Chicken Enchilada Casserole

Chicken Enchilada Casserole

If you’re looking for an easy and delicious dinner idea, look no further! This Chicken Enchilada Casserole is sure to impress your family and friends with its mouthwatering flavors and simple preparation.

Ingredients:

  • 2 cups cooked shredded chicken
  • 1 can (10 oz) red enchilada sauce
  • 1 can (4 oz) chopped green chilies
  • 1 cup shredded Mexican cheese blend
  • 1/2 cup chopped fresh cilantro
  • 12 corn tortillas

Instructions:

  • Preheat your oven to 350°F.
  • In a mixing bowl, combine the shredded chicken, enchilada sauce, green chilies, 1/2 cup of the cheese, and half of the cilantro.
  • In a 9×13 inch baking dish, spread a thin layer of the chicken mixture at the bottom. Top with a layer of corn tortillas, then repeat the layers until all ingredients are used up.
  • Sprinkle the remaining cheese on top.
  • Bake for 25-30 minutes, or until the cheese is melted and bubbly.
  • Serve hot, garnished with the rest of the fresh cilantro.

Popular questions:

  • Question: Can I use store-bought rotisserie chicken for this recipe?
  • Answer: Yes, using store-bought rotisserie chicken is a great time-saving option for this recipe. Simply shred the chicken and follow the instructions as normal.
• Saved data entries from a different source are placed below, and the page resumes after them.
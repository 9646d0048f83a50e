pub mod message;
pub mod session;

pub use message::*;
pub use session::*;
use futures::StreamExt;
use std::time::Duration;
use thiserror::Error;
use tokio::time::Instant;
use tracing::{error, info, warn};

use crate::provider::ChatBackend;
use crate::readiness::{wait_for_server, POLL_INTERVAL};

/// Where startup provisioning ended up. Computed once before the server
/// accepts traffic and never re-checked on the request path.
#[derive(Debug, Clone, PartialEq, Eq)]
pub enum ProvisioningState {
    Unknown,
    ServerUnreachable,
    ServerAlive,
    ModelPresent,
    ModelPulling,
    ModelVerified,
    ModelMissing,
}

impl ProvisioningState {
    /// True for the two terminal-success states.
    pub fn is_ready(&self) -> bool {
        matches!(self, Self::ModelPresent | Self::ModelVerified)
    }
}

#[derive(Debug, Error)]
pub enum ProvisionError {
    #[error("model pull failed: {0}")]
    PullFailed(String),
    #[error("model verification failed: {0}")]
    VerifyFailed(String),
    #[error("model '{0}' still absent after pull")]
    ModelAbsentAfterPull(String),
}

/// Drive the whole startup machine: wait for the server, then make sure
/// `model` is available, pulling it if necessary. Anything other than a
/// ready state is fatal to startup; the caller decides to exit.
pub async fn provision(
    backend: &dyn ChatBackend,
    model: &str,
    timeout: Duration,
) -> ProvisioningState {
    let start = Instant::now();
    let mut state = ProvisioningState::Unknown;

    info!(?state, "connecting to inference server");
    if !wait_for_server(backend, timeout, POLL_INTERVAL).await {
        error!("inference server connection timed out");
        return ProvisioningState::ServerUnreachable;
    }
    state = ProvisioningState::ServerAlive;
    info!(?state, "liveness check passed");

    // the pull gets whatever is left of the startup budget
    let remaining = timeout.saturating_sub(start.elapsed());
    match ensure_model(backend, model, remaining).await {
        Ok(state) => state,
        Err(e) => {
            error!(model, error = %e, "model provisioning failed");
            ProvisioningState::ModelMissing
        }
    }
}

/// List -> Check -> Pull -> Verify. A failed or malformed listing never
/// blocks provisioning: absence of proof of existence is treated as
/// absence, and the pull decides.
pub async fn ensure_model(
    backend: &dyn ChatBackend,
    model: &str,
    budget: Duration,
) -> Result<ProvisioningState, ProvisionError> {
    if model_listed(backend, model).await {
        info!(model, "model already available");
        return Ok(ProvisioningState::ModelPresent);
    }

    info!(model, state = ?ProvisioningState::ModelPulling, "model not found, pulling");
    let mut events = backend
        .pull_model(model, budget)
        .await
        .map_err(|e| ProvisionError::PullFailed(e.to_string()))?;

    let mut last_status: Option<String> = None;
    while let Some(event) = events.next().await {
        let event = event.map_err(|e| ProvisionError::PullFailed(e.to_string()))?;
        if let Some(err) = event.error {
            return Err(ProvisionError::PullFailed(err));
        }
        if let Some(status) = event.status {
            // repeated statuses are only coalesced for the log
            if last_status.as_deref() != Some(status.as_str()) {
                info!(%status, "pull progress");
                last_status = Some(status);
            }
        }
    }

    info!(model, "pull stream finished, verifying");
    let verified = backend
        .list_models()
        .await
        .map_err(|e| ProvisionError::VerifyFailed(e.to_string()))?
        .iter()
        .any(|m| m.identifier() == Some(model));

    if verified {
        Ok(ProvisioningState::ModelVerified)
    } else {
        Err(ProvisionError::ModelAbsentAfterPull(model.to_string()))
    }
}

async fn model_listed(backend: &dyn ChatBackend, model: &str) -> bool {
    match backend.list_models().await {
        Ok(models) => models.iter().any(|m| m.identifier() == Some(model)),
        Err(e) => {
            warn!(error = %e, "model listing failed, assuming model is absent");
            false
        }
    }
}
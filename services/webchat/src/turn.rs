use chat_session::ChatSession;
use thiserror::Error;
use tracing::info;

use crate::provider::ChatBackend;

#[derive(Debug, Error)]
pub enum TurnError {
    /// Rejected before any state mutation; a client input error.
    #[error("Empty message")]
    EmptyMessage,
    /// Backend call failed mid-turn; the history has been rolled back.
    #[error("{0}")]
    Backend(String),
}

/// Run one conversation turn: append the user message, send the entire
/// accumulated history to the backend, append the reply. All-or-nothing:
/// any failure rolls the history back to its pre-turn state, so it never
/// ends in an unanswered user message.
pub async fn send_turn(
    session: &mut ChatSession,
    backend: &dyn ChatBackend,
    model: &str,
    user_text: &str,
) -> Result<String, TurnError> {
    if user_text.is_empty() {
        return Err(TurnError::EmptyMessage);
    }

    info!(message = user_text, "received message");

    let checkpoint = session.checkpoint();
    session.push_user(user_text);

    match backend.chat(model, session.messages()).await {
        Ok(reply) => {
            session.push_assistant(reply.clone());
            let preview: String = reply.chars().take(50).collect();
            info!(reply = %preview, "sending response");
            Ok(reply)
        }
        Err(e) => {
            session.rollback_to(checkpoint);
            Err(TurnError::Backend(e.to_string()))
        }
    }
}
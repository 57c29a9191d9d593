//! Typed data formats for shader input/output slots
//!
//! A [`DataFormat`] pairs a scalar element type with an arity of 1 to 4.
//! Shader buffers hold one 32-bit word per component regardless of the
//! element type; the byte width only matters for packed vertex attribute
//! data coming from the caller.

use crate::error::{RasterError, Result};
use std::fmt;

#[derive(Debug, Clone, Copy, PartialEq, Eq, Hash)]
pub enum ElementType {
    Int,
    Float,
    Double,
    Byte,
    Short,
}

impl ElementType {
    /// Width of one packed component in bytes
    pub const fn width(self) -> usize {
        match self {
            ElementType::Int | ElementType::Float => 4,
            ElementType::Double => 8,
            ElementType::Byte => 1,
            ElementType::Short => 2,
        }
    }

    /// Type the software pipeline stores this element as once it has been
    /// unpacked into 32-bit words
    pub const fn internal(self) -> ElementType {
        match self {
            ElementType::Int | ElementType::Byte | ElementType::Short => ElementType::Int,
            ElementType::Float | ElementType::Double => ElementType::Float,
        }
    }
}

/// Element type and component count of one slot
#[derive(Clone, Copy, PartialEq, Eq, Hash)]
pub struct DataFormat {
    element: ElementType,
    arity: u8,
}

impl DataFormat {
    pub const FLOAT: DataFormat = DataFormat::new_unchecked(ElementType::Float, 1);
    pub const VEC2: DataFormat = DataFormat::new_unchecked(ElementType::Float, 2);
    pub const VEC3: DataFormat = DataFormat::new_unchecked(ElementType::Float, 3);
    pub const VEC4: DataFormat = DataFormat::new_unchecked(ElementType::Float, 4);
    pub const INT: DataFormat = DataFormat::new_unchecked(ElementType::Int, 1);
    pub const IVEC2: DataFormat = DataFormat::new_unchecked(ElementType::Int, 2);
    pub const IVEC3: DataFormat = DataFormat::new_unchecked(ElementType::Int, 3);
    pub const IVEC4: DataFormat = DataFormat::new_unchecked(ElementType::Int, 4);

    const fn new_unchecked(element: ElementType, arity: u8) -> Self {
        Self { element, arity }
    }

    pub fn new(element: ElementType, arity: u8) -> Result<Self> {
        if !(1..=4).contains(&arity) {
            return Err(RasterError::InvalidArity(arity));
        }
        Ok(Self { element, arity })
    }

    pub fn element(&self) -> ElementType {
        self.element
    }

    pub fn arity(&self) -> usize {
        self.arity as usize
    }

    /// Packed size of one value: arity × element width
    pub fn byte_size(&self) -> usize {
        self.arity() * self.element.width()
    }

    /// Same arity, stored as the pipeline's internal int/float word type
    pub fn internal(&self) -> DataFormat {
        Self::new_unchecked(self.element.internal(), self.arity)
    }

    pub fn is_float(&self) -> bool {
        self.element == ElementType::Float
    }

    /// Canonical Rust spelling of the value, for diagnostics only
    pub fn native_type_name(&self) -> &'static str {
        use ElementType::*;
        match (self.element, self.arity) {
            (Int, 1) => "i32",
            (Int, 2) => "[i32; 2]",
            (Int, 3) => "[i32; 3]",
            (Int, 4) => "[i32; 4]",
            (Float, 1) => "f32",
            (Float, 2) => "[f32; 2]",
            (Float, 3) => "[f32; 3]",
            (Float, 4) => "[f32; 4]",
            (Double, 1) => "f64",
            (Double, 2) => "[f64; 2]",
            (Double, 3) => "[f64; 3]",
            (Double, 4) => "[f64; 4]",
            (Byte, 1) => "i8",
            (Byte, 2) => "[i8; 2]",
            (Byte, 3) => "[i8; 3]",
            (Byte, 4) => "[i8; 4]",
            (Short, 1) => "i16",
            (Short, 2) => "[i16; 2]",
            (Short, 3) => "[i16; 3]",
            (Short, 4) => "[i16; 4]",
            _ => "?",
        }
    }
}

impl fmt::Debug for DataFormat {
    fn fmt(&self, f: &mut fmt::Formatter<'_>) -> fmt::Result {
        write!(f, "{}", self.native_type_name())
    }
}

impl fmt::Display for DataFormat {
    fn fmt(&self, f: &mut fmt::Formatter<'_>) -> fmt::Result {
        write!(f, "{} x {:?}", self.arity, self.element)
    }
}
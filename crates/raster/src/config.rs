//! Surface and pipeline settings, persisted as JSON

use crate::surface::Viewport;
use serde::{Deserialize, Serialize};
use std::fs;
use std::path::Path;
use thiserror::Error;

#[derive(Error, Debug)]
pub enum ConfigError {
    #[error("Failed to read or write config: {0}")]
    Io(#[from] std::io::Error),
    #[error("Failed to parse config: {0}")]
    Parse(#[from] serde_json::Error),
}

#[derive(Debug, Clone, PartialEq, Serialize, Deserialize)]
#[serde(default)]
pub struct RenderConfig {
    pub width: u32,
    pub height: u32,
    /// ARGB8888
    pub clear_color: u32,
    pub depth_test: bool,
    pub depth_write: bool,
    pub depth_clamp: bool,
    pub cull_back_faces: bool,
    /// Edge length of the square drawn for each point primitive
    pub point_size: u32,
    /// `None` covers the whole surface
    pub viewport: Option<Viewport>,
}

impl Default for RenderConfig {
    fn default() -> Self {
        Self {
            width: 320,
            height: 240,
            clear_color: 0xFF000000,
            depth_test: true,
            depth_write: true,
            depth_clamp: false,
            cull_back_faces: false,
            point_size: 1,
            viewport: None,
        }
    }
}

impl RenderConfig {
    /// Load from a JSON file; missing fields take their defaults
    pub fn load(path: &Path) -> Result<Self, ConfigError> {
        let contents = fs::read_to_string(path)?;
        Ok(serde_json::from_str(&contents)?)
    }

    pub fn save(&self, path: &Path) -> Result<(), ConfigError> {
        let contents = serde_json::to_string_pretty(self)?;
        fs::write(path, contents)?;
        Ok(())
    }
}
  • Question: Can I substitute flour tortillas for corn tortillas?
  • Answer: While corn tortillas are traditionally used in enchiladas, you can certainly use flour tortillas if that’s what you have on hand. Just be aware that the texture and flavor may be slightly different.

Helpful tips:

  • Add a layer of refried beans or black beans between the chicken mixture and the tortillas for added flavor and protein.
  • Top the casserole with sliced jalapenos for a spicy kick.

Expert Secrets:

  • Use freshly shredded cheese for the best melting and flavor.
  • Cover the casserole with foil for the first half of baking to prevent the cheese from overbrowning.